Our study shows that traditional CVD risk factors such as advancing age, obesity, and high LDL-Cholesterol were associated with subclinical atherosclerosis among patients with HIV infection in Uganda. Several studies in HIV have previously shown the association of traditional CVD risk factors and atherosclerosis as measured by CIMT , , , , , , . Currier et al  found that Carotid IMT was significantly greater with older age, male gender, greater BMI, greater waist-to-hip ratio, increased systolic blood pressure, total cholesterol, glucose, homocysteine, regular smoking, alcohol consumption, lipodystrophy, and antiretroviral therapy. After multivariable adjustment, however, only conventional CVD risk factors were independently associated with increased CIMT in HIV-infected patients. In our study, hsCRP was not associated with subclinical atherosclerosis, despite the fact that levels were elevated (≥3 mg/L) in over half of our patients. Our results are comparable with previous reports that hsCRP did not correlate with CIMT, particularly at the Common Carotid Artery (CCA) segment, among ART-treated HIV-infected adults , . We measured CCA IMT because it is easier to measure and results are more reproducible, relative to CIMT as measured from the internal carotid artery (ICA) , , . The American Society of Echocardiography and Society of Vascular Medicine and Biology, in a report on the use of vascular ultrasound in cardiovascular risk stratification, recommended the use of the CCA segment for improved reproducibility since there was no compelling evidence to suggest that combined measurements or measurement of a specific segment is clearly superior .

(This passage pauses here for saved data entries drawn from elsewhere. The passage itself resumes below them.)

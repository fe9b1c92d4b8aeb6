use crate::config::include::expand_file_includes;
use crate::error::{Result, WeaveError};
use crate::subst::substitute;
use crate::vars::VarMap;
use serde_json::{Map, Number, Value as Json};
use std::path::{Path, PathBuf};
use toml::{Table, Value};

/// Origin reported for text that did not come from a file.
pub const INLINE_SOURCE: &str = "<inline>";

/// Read a source file, distinguishing a missing file from other I/O failures.
pub fn read_source(path: &Path) -> Result<String> {
	std::fs::read_to_string(path).map_err(|source| read_error(path, source))
}

pub(crate) fn read_error(path: &Path, source: std::io::Error) -> WeaveError {
	if source.kind() == std::io::ErrorKind::NotFound {
		WeaveError::SourceNotFound {
			path: path.to_path_buf(),
		}
	} else {
		WeaveError::SourceRead {
			path: path.to_path_buf(),
			source,
		}
	}
}

/// Read, substitute, parse and include-expand a TOML file.
pub fn read_toml(path: &Path, vars: &VarMap, strict: bool) -> Result<Table> {
	tracing::debug!(path = %path.display(), "reading TOML file");
	let content = read_source(path)?;
	let table = parse_text(&content, vars, strict, Some(path))?;
	expand_file_includes(table, path, vars, strict)
}

/// Substitute and parse in-memory TOML text.
///
/// Include directives are left in place since there is no directory to
/// resolve them against.
pub fn substitute_and_parse(content: &str, vars: &VarMap, strict: bool) -> Result<Table> {
	parse_text(content, vars, strict, None)
}

/// Substitute then parse. `path` names the origin in errors.
pub(crate) fn parse_text(content: &str, vars: &VarMap, strict: bool, path: Option<&Path>) -> Result<Table> {
	let substituted = substitute(content, vars, strict).map_err(|e| match path {
		Some(path) => e.in_file(path),
		None => e,
	})?;

	toml::from_str::<Table>(&substituted).map_err(|source| WeaveError::Syntax {
		path: path.map_or_else(|| PathBuf::from(INLINE_SOURCE), Path::to_path_buf),
		source,
	})
}

/// Render a parsed table as JSON, keeping key order.
pub fn to_json(table: &Table) -> Json {
	Json::Object(
		table
			.iter()
			.map(|(k, v)| (k.clone(), value_to_json(v)))
			.collect::<Map<_, _>>(),
	)
}

/// Render one TOML value as JSON. Datetimes become strings.
pub fn value_to_json(value: &Value) -> Json {
	match value {
		Value::String(s) => Json::String(s.clone()),
		Value::Integer(i) => Json::from(*i),
		Value::Float(f) => Number::from_f64(*f).map(Json::Number).unwrap_or(Json::Null),
		Value::Boolean(b) => Json::Bool(*b),
		Value::Datetime(dt) => Json::String(dt.to_string()),
		Value::Array(items) => Json::Array(items.iter().map(value_to_json).collect()),
		Value::Table(table) => to_json(table),
	}
}

#[cfg(test)]
mod tests {
	use super::*;
	use serde_json::json;

	fn vars(pairs: &[(&str, &str)]) -> VarMap {
		pairs.iter().copied().collect()
	}

	#[test]
	fn test_parse_empty() {
		let table = substitute_and_parse("", &VarMap::new(), true).unwrap();
		assert!(table.is_empty());
	}

	#[test]
	fn test_parse_substituted_values() {
		let content = r#"
name = "${APP|-demo}"
[database]
host = "$DB_HOST"
port = ${DB_PORT|-5432}
"#;
		let table = substitute_and_parse(content, &vars(&[("DB_HOST", "db.local")]), true).unwrap();

		assert_eq!(table["name"].as_str(), Some("demo"));
		assert_eq!(table["database"]["host"].as_str(), Some("db.local"));
		assert_eq!(table["database"]["port"].as_integer(), Some(5432));
	}

	#[test]
	fn test_parse_error_names_inline_origin() {
		let result = substitute_and_parse("key = ", &VarMap::new(), true);

		match result.unwrap_err() {
			WeaveError::Syntax { path, .. } => assert_eq!(path, PathBuf::from(INLINE_SOURCE)),
			other => panic!("Expected Syntax error, got {other:?}"),
		}
	}

	#[test]
	fn test_substituted_value_breaking_syntax_is_parse_error() {
		let result = substitute_and_parse("port = ${PORT}", &vars(&[("PORT", "not a number")]), true);
		assert!(matches!(result.unwrap_err(), WeaveError::Syntax { .. }));
	}

	#[test]
	fn test_unresolved_in_file_names_file() {
		let dir = tempfile::tempdir().unwrap();
		let path = dir.path().join("env.toml");
		std::fs::write(&path, "a = \"${MISSING}\"").unwrap();

		let err = read_toml(&path, &VarMap::new(), true).unwrap_err();
		assert!(err.to_string().contains("$MISSING"));
		assert!(err.to_string().contains("env.toml"));
	}

	#[test]
	fn test_missing_file() {
		let result = read_toml(Path::new("/nonexistent/env.toml"), &VarMap::new(), true);
		assert!(matches!(result.unwrap_err(), WeaveError::SourceNotFound { .. }));
	}

	#[test]
	fn test_to_json_keeps_order_and_datetimes() {
		let table = substitute_and_parse(
			"z = 1\na = [true, 1.5]\nwhen = 1979-05-27T07:32:00Z\n[t]\nk = \"v\"",
			&VarMap::new(),
			true,
		)
		.unwrap();

		let rendered = to_json(&table);
		assert_eq!(
			rendered,
			json!({"z": 1, "a": [true, 1.5], "when": "1979-05-27T07:32:00Z", "t": {"k": "v"}})
		);
		let keys: Vec<_> = rendered.as_object().unwrap().keys().cloned().collect();
		assert_eq!(keys, vec!["z", "a", "when", "t"]);
	}
}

We demonstrated a positive correlation between hsCRP and traditional CVD risk factors including waist circumference, triglycerides, total cholesterol, however there was no correlation between hsCRP and CIMT. Similarly, there are previous studies in some Western cohorts that demonstrated a positive correlation between hsCRP and traditional CVD risk factors such as LDL-cholesterol, HDL-cholesterol, BMI, waist-to-hip ratio (WHR) and smoking , , . Guimaraes et al found that hsCRP levels correlated positively with waist measurement (p = 0.004), WHR (p<0.001), systolic (p = 0.05) and diastolic (p = 0.03) blood pressure, intra-abdominal fat thickness (p = 0.02), triglycerides (p = 0.001), total cholesterol (p = 0.01), and fasting glucose (p = 0.01) . Similarly, in a cross sectional study of 245 HIV-infected patients, 99 (40%) had a CRP of >3 mg/L. CRP positively correlated with total cholesterol, LDL, triglycerides and negatively correlated with HDL .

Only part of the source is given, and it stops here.